For several years now, environmentalists have been stepping up their efforts to stop fossil fuel investments by holding demonstrations and employing legal action. For instance, Reclaim Finance, alongside other NGOs, took the first step towards filing a lawsuit against BNP Paribas at the end of October 2022. They put the leading French bank, a shareholder in TotalEnergies, on notice to stop funding fossil fuel development.
In June 2022, young Europeans filed a complaint with the European Court of Human Rights against 12 countries — the UK, Switzerland, France, the Netherlands, Germany, Austria, Greece, Belgium, Cyprus, Denmark, Luxembourg and Sweden — that signed the Energy Charter Treaty, which is viewed as being too lenient on fossil fuels. Several of them, including France, have since announced they are withdrawing from the treaty.
A non-proliferation treaty?
Faced with the urgency of the situation, other voices at COP 27 in Egypt called for a non-proliferation treaty on fossil fuels to be established.
“Launched in 2020, the idea is now supported by the European Parliament, the WHO, around 70 cities including Paris, London, Lima and Calcutta, 100 Nobel Prize winners, 3,000 scientists and 1,800 civil society organizations,” says Alex Rafalowicz, the initiative’s director. Until now, only the State of Vanuatu had given its official support. It was joined at the beginning of November by Tuvalu, the first state that spoke out on the issue during official climate negotiations.

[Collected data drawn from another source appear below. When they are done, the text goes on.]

//! Cluster client port (interface).

use std::io::Write;

use serde::{Deserialize, Serialize};
use tokio::sync::{mpsc, oneshot};

use crate::domain::PortPair;
use crate::error::Result;

/// Pod hosting a running component.
#[derive(Debug, Clone, PartialEq, Eq, Serialize, Deserialize)]
#[serde(rename_all = "camelCase")]
pub struct PodRef {
    pub name: String,
    #[serde(default, skip_serializing_if = "Option::is_none")]
    pub namespace: Option<String>,
}

impl PodRef {
    pub fn new(name: impl Into<String>) -> Self {
        Self {
            name: name.into(),
            namespace: None,
        }
    }
}

/// Notification raised by the transport while a tunnel is open.
#[derive(Debug, Clone, PartialEq, Eq)]
pub enum TunnelEvent {
    /// The streaming connection to the pod dropped; the tunnel must be reopened.
    LostConnection(String),
}

/// Port for the orchestration cluster.
///
/// Implementations resolve the pod of a component and open the multiplexed
/// streaming tunnel used by the cluster backend.
pub trait ClusterClient: Send + Sync + 'static {
    /// Find the pod running the given component.
    fn get_pod_for_component(
        &self,
        component: &str,
    ) -> impl std::future::Future<Output = Result<PodRef>> + Send;

    /// Forward every pair over a single tunnel to `pod`.
    ///
    /// Transport stdout is written to `out`, one confirmation line per pair.
    /// Resolves when the tunnel ends: `Ok(())` after `stop` fires, `Err` when
    /// the transport fails. Lost connections are reported on `events` and the
    /// tunnel keeps running until stopped.
    fn port_forward(
        &self,
        pod: &PodRef,
        pairs: &[PortPair],
        out: Box<dyn Write + Send>,
        stop: oneshot::Receiver<()>,
        events: mpsc::UnboundedSender<TunnelEvent>,
    ) -> impl std::future::Future<Output = Result<()>> + Send;
}
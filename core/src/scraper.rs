//! Output protocol scraper.
//!
//! A cluster tunnel prints one confirmation line per forwarded pair:
//!
//! ```text
//! Forwarding from 127.0.0.1:20001 -> 3000
//! ```
//!
//! [`PortWriter`] sits between the tunnel's stdout and the user's terminal.
//! It decorates confirmation lines, turns them into [`ForwardedPort`]
//! records and reports the batch once every expected pair has confirmed.

use std::io::{self, Write};
use std::sync::{Arc, OnceLock};

use parking_lot::Mutex;
use regex::Regex;
use tokio::sync::oneshot;
use tracing::{debug, warn};

use crate::domain::{find_endpoint, ContainerEndpointMap, ForwardedPort, Platform};
use crate::error::{Error, Result};

/// Prefix identifying a confirmation line.
pub const CONFIRMATION_PREFIX: &str = "Forwarding from ";

/// Prefix added to confirmation lines echoed to the user.
pub(crate) const ECHO_PREFIX: &str = " -  ";

/// Output shared by every writer of a session.
pub type SharedOutput = Arc<Mutex<Box<dyn Write + Send>>>;

/// Wraps the process stdout as a [`SharedOutput`].
pub fn stdout_output() -> SharedOutput {
    Arc::new(Mutex::new(Box::new(io::stdout())))
}

fn confirmation_regex() -> &'static Regex {
    static RE: OnceLock<Regex> = OnceLock::new();
    RE.get_or_init(|| {
        Regex::new(r"^Forwarding from (\S+):(\d+) -> (\d+)$").expect("valid regex")
    })
}

/// Parses one confirmation line into a forwarded port.
///
/// Container and port names come from the first endpoint of `mapping` whose
/// target port matches. Ties go to the lexicographically smallest container.
pub fn parse_forwarding_line(line: &str, mapping: &ContainerEndpointMap) -> Result<ForwardedPort> {
    let caps = confirmation_regex()
        .captures(line.trim_end())
        .ok_or_else(|| Error::Parse(format!("unexpected confirmation line {line:?}")))?;

    let local_port: u16 = caps[2]
        .parse()
        .map_err(|e| Error::Parse(format!("invalid local port in {line:?}: {e}")))?;
    let container_port: u16 = caps[3]
        .parse()
        .map_err(|e| Error::Parse(format!("invalid container port in {line:?}: {e}")))?;

    let mut port = ForwardedPort {
        platform: Platform::Cluster,
        local_address: caps[1].to_string(),
        local_port,
        container_port,
        ..Default::default()
    };
    if let Some((container, endpoint)) = find_endpoint(mapping, container_port) {
        port = ForwardedPort::for_endpoint(
            Platform::Cluster,
            container,
            endpoint,
            port.local_address,
            local_port,
        );
    }
    Ok(port)
}

/// Writer receiving a tunnel's stdout.
///
/// Partial lines are buffered until their newline arrives. Lines without the
/// confirmation prefix are copied to the output untouched and do not count
/// toward the batch.
pub struct PortWriter {
    mapping: ContainerEndpointMap,
    output: SharedOutput,
    pending: Vec<u8>,
    remaining: usize,
    ports: Vec<ForwardedPort>,
    complete: Option<oneshot::Sender<Vec<ForwardedPort>>>,
}

impl PortWriter {
    /// Creates a writer expecting `expected` confirmations.
    ///
    /// The returned receiver yields the batch once all of them arrived.
    pub fn new(
        output: SharedOutput,
        expected: usize,
        mapping: ContainerEndpointMap,
    ) -> (Self, oneshot::Receiver<Vec<ForwardedPort>>) {
        let (tx, rx) = oneshot::channel();
        let mut writer = Self {
            mapping,
            output,
            pending: Vec::new(),
            remaining: expected,
            ports: Vec::with_capacity(expected),
            complete: Some(tx),
        };
        writer.maybe_complete();
        (writer, rx)
    }

    fn handle_line(&mut self, line: &str) -> io::Result<()> {
        if !line.starts_with(CONFIRMATION_PREFIX) {
            let mut out = self.output.lock();
            return writeln!(out, "{line}");
        }

        writeln!(self.output.lock(), "{ECHO_PREFIX}{line}")?;

        match parse_forwarding_line(line, &self.mapping) {
            Ok(port) => {
                debug!(
                    local_port = port.local_port,
                    container_port = port.container_port,
                    container = %port.container_name,
                    "port forwarded"
                );
                if self.complete.is_some() {
                    self.ports.push(port);
                }
            }
            Err(e) => warn!(error = %e, "ignoring malformed confirmation line"),
        }

        self.remaining = self.remaining.saturating_sub(1);
        self.maybe_complete();
        Ok(())
    }

    fn maybe_complete(&mut self) {
        if self.remaining > 0 {
            return;
        }
        if let Some(tx) = self.complete.take() {
            // The receiver may be gone when the session is already stopping.
            let _ = tx.send(std::mem::take(&mut self.ports));
        }
    }
}

impl Write for PortWriter {
    fn write(&mut self, buf: &[u8]) -> io::Result<usize> {
        self.pending.extend_from_slice(buf);
        while let Some(pos) = self.pending.iter().position(|b| *b == b'\n') {
            let raw: Vec<u8> = self.pending.drain(..=pos).collect();
            let line = String::from_utf8_lossy(&raw);
            self.handle_line(line.trim_end_matches(['\n', '\r']))?;
        }
        Ok(buf.len())
    }

    fn flush(&mut self) -> io::Result<()> {
        if !self.pending.is_empty() {
            let raw = std::mem::take(&mut self.pending);
            let line = String::from_utf8_lossy(&raw).into_owned();
            self.handle_line(line.trim_end_matches('\r'))?;
        }
        self.output.lock().flush()
    }
}
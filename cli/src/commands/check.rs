//! Check command - wait for container ports to listen.

use std::collections::BTreeMap;
use std::time::Duration;

use anyhow::{bail, Context, Result};
use devforward_core::{ConnectionScanner, ForwardingConfig};

/// Groups `container:port` values by container.
fn ports_by_container(values: &[String]) -> Result<BTreeMap<String, Vec<u16>>> {
    let mut result: BTreeMap<String, Vec<u16>> = BTreeMap::new();
    for value in values {
        let Some((container, port)) = value.rsplit_once(':') else {
            bail!("invalid port {value:?}, expected containerName:port");
        };
        if container.is_empty() {
            bail!("invalid port {value:?}, container name is empty");
        }
        let port: u16 = port
            .parse()
            .with_context(|| format!("invalid port number in {value:?}"))?;
        result.entry(container.to_string()).or_default().push(port);
    }
    Ok(result)
}

pub async fn run(config: &ForwardingConfig, pod: &str, ports: &[String], timeout: u64) -> Result<()> {
    let ports = ports_by_container(ports)?;
    let scanner = ConnectionScanner::new(super::kubectl(config)?);

    scanner
        .check_ports_listening(pod, &ports, Duration::from_secs(timeout))
        .await?;
    println!("All ports are listening.");
    Ok(())
}
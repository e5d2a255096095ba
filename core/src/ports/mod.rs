//! Ports layer - Trait definitions (interfaces).
//!
//! This module defines the interfaces the forwarding engine uses to reach
//! the cluster and the containers. Implementations live in `adapters`.

mod cluster;
mod exec;
mod process;

pub use cluster::{ClusterClient, PodRef, TunnelEvent};
pub use exec::ExecClient;
pub use process::{CommandDefinition, ProcessEvent, RemoteProcessManager, RemoteProcessStatus};
impl<P: RemoteProcessManager> ExecPortForwarder<P> {
    pub fn new(
        manager: P,
        store: Arc<StateStore>,
        output: SharedOutput,
        settings: RelaySettings,
    ) -> Self {
        let (active_tx, _) = watch::channel(Vec::new());
        let (persist_error_tx, _) = watch::channel(None);
        Self {
            manager: Arc::new(manager),
            store,
            output,
            settings,
            active_tx,
            persist_error_tx,
            session: Mutex::new(None),
            op_lock: tokio::sync::Mutex::new(()),
        }
    }

    /// Observe the set of active ports.
    pub fn subscribe(&self) -> watch::Receiver<Vec<ForwardedPort>> {
        self.active_tx.subscribe()
    }

    /// Forwarded ports requested by `plan`, keyed by relay id.
    fn requested_ports(
        &self,
        mapping: &ContainerEndpointMap,
        plan: &PortPlan,
    ) -> Result<BTreeMap<String, ForwardedPort>> {
        let mut ports = BTreeMap::new();
        for (container, pairs) in plan {
            let endpoints = mapping.get(container).map(Vec::as_slice).unwrap_or_default();
            for pair in pairs {
                let Some(endpoint) = endpoints.iter().find(|e| e.target_port == pair.remote) else {
                    warn!(container = %container, port = pair.remote, "planned port matches no endpoint");
                    continue;
                };
                let local = match pair.local {
                    Some(local) => local,
                    None => ephemeral_port(&self.settings.local_address)?,
                };
                let port = ForwardedPort::for_endpoint(
                    Platform::Podman,
                    container,
                    endpoint,
                    self.settings.local_address.clone(),
                    local,
                );
                ports.insert(relay_id(&port), port);
            }
        }
        Ok(ports)
    }

    async fn stop_session(&self) -> Result<()> {
        let Some(session) = self.session.lock().take() else {
            return Ok(());
        };
        debug!(pod = %session.pod, relays = session.relay_ids.len(), "stopping relays");

        let mut stops = JoinSet::new();
        for id in session.relay_ids {
            let manager = Arc::clone(&self.manager);
            let pod = session.pod.clone();
            let container = self.settings.helper_container.clone();
            let timeout = self.settings.stop_timeout;
            stops.spawn(async move {
                match tokio::time::timeout(timeout, manager.stop_process(&pod, &container, &id)).await
                {
                    Ok(Ok(())) => trace!(id = %id, "relay stopped"),
                    Ok(Err(e)) => warn!(id = %id, error = %e, "unable to stop relay"),
                    Err(_) => warn!(id = %id, timeout = ?timeout, "relay did not stop in time"),
                }
            });
        }
        while let Some(joined) = stops.join_next().await {
            if let Err(e) = joined {
                warn!(error = %e, "relay stop task ended abnormally");
            }
        }

        let _ = session.shutdown_tx.send(());
        match session.coordinator.await {
            Ok(cleared) => cleared,
            Err(e) => {
                warn!(error = %e, "relay coordinator ended abnormally");
                Ok(())
            }
        }
    }

    async fn start_session(
        &self,
        component: &str,
        mapping: &ContainerEndpointMap,
        plan: &PortPlan,
    ) -> Result<()> {
        let requested = self.requested_ports(mapping, plan)?;
        if requested.is_empty() {
            debug!(component, "no port planned, no relay started");
            return Ok(());
        }

        let pod = component.to_string();
        let (events_tx, events_rx) = mpsc::unbounded_channel();
        let (shutdown_tx, shutdown_rx) = oneshot::channel();
        let (activation_tx, activation_rx) = oneshot::channel();
        let coordinator = tokio::spawn(
            Coordinator {
                requested: requested.clone(),
                active: BTreeMap::new(),
                ended: BTreeSet::new(),
                activation: Some(activation_tx),
                store: Arc::clone(&self.store),
                output: self.output.clone(),
                active_tx: self.active_tx.clone(),
                persist_error_tx: self.persist_error_tx.clone(),
            }
            .run(events_rx, shutdown_rx),
        );
        *self.session.lock() = Some(ExecSession {
            pod: pod.clone(),
            component: component.to_string(),
            plan: plan.clone(),
            relay_ids: requested.keys().cloned().collect(),
            shutdown_tx,
            coordinator,
        });

        let mut submitted = 0;
        for (id, port) in &requested {
            let command = CommandDefinition {
                id: id.clone(),
                working_dir: self.settings.working_dir.clone(),
                command_line: relay_command_line(
                    &self.settings.relay_binary,
                    port.relay_protocol(),
                    port.local_port,
                    port.container_port,
                ),
            };
            debug!(id = %id, command = %command.command_line, "starting relay");
            match self
                .manager
                .start_process(&pod, &self.settings.helper_container, &command, events_tx.clone())
                .await
            {
                Ok(()) => submitted += 1,
                Err(e) => warn!(id = %id, error = %e, "unable to start relay"),
            }
        }

        if submitted == 0 {
            return self
                .abort_session(Error::Setup(format!("no relay could be started in pod {pod}")))
                .await;
        }

        let timeout = self.settings.activation_timeout;
        match tokio::time::timeout(timeout, activation_rx).await {
            Ok(Ok(Ok(()))) => {
                info!(pod = %pod, relays = submitted, "relays started");
                Ok(())
            }
            Ok(Ok(Err(e))) => self.abort_session(e).await,
            Ok(Err(_)) => {
                let e = Error::Setup(format!("relay coordinator of pod {pod} ended"));
                self.abort_session(e).await
            }
            Err(_) => self.abort_session(Error::ActivationTimeout(timeout)).await,
        }
    }

    /// Stops the session being started and reports `error`.
    async fn abort_session(&self, error: Error) -> Result<()> {
        if let Err(e) = self.stop_session().await {
            debug!(error = %e, "forwarded ports not cleared");
        }
        Err(error)
    }
}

This treaty, based on the same model as the Nuclear Non-Proliferation Treaty and which Rafalowicz hopes to see drawn up within the next two years, is intended to complement the Paris agreements. The reference text, which was signed in 2015 and written with the aim of fighting against global warming, does not mention fossil fuels.
“The subject was not clearly discussed until COP 26 last year,” Rafalowicz says. “Until then, we were merely talking about reducing CO2 emissions and developing renewable energies, without really pointing to the main cause of global warming.” In fact, participating nations officially pledged to reduce their coal use for the first time at COP26 in Glasgow. Some 15 countries, including France, also promised to halt their foreign investments in “fossil fuel projects without carbon capture systems”.
“The aim is to stop the expansion and construction of new fossil fuel infrastructure and then gradually reduce production,” Rafalowicz says. “But of course, this must be done on an equitable basis. The most developed countries must help the most vulnerable. Energy must be available to all.”
In addition to this treaty, several states at COP26 formed a “Beyond oil and gas” (BOGA) coalition to promote the transition away from fossil fuels. But one year on, the alliance, which is co-chaired by Denmark and Costa Rica and includes France, is struggling to recruit members. Fiji and Chile are the only ones that have joined it as “friendly” countries, while the state of Washington, in northwest US, is now a full member.
Within the context of the energy crisis linked to the war in Ukraine, which has led some countries to return to coal and gas, the issue seems thornier than ever. No less than 636 fossil fuel industry lobbyists were at COP27 in Sharm-el-Sheikh, which represents an increase of more than 25 percent compared to last year. NGOs see this as a sign that the Climate Conference may also have been used as a front for some gas contracts.
This article was translated from the original in French.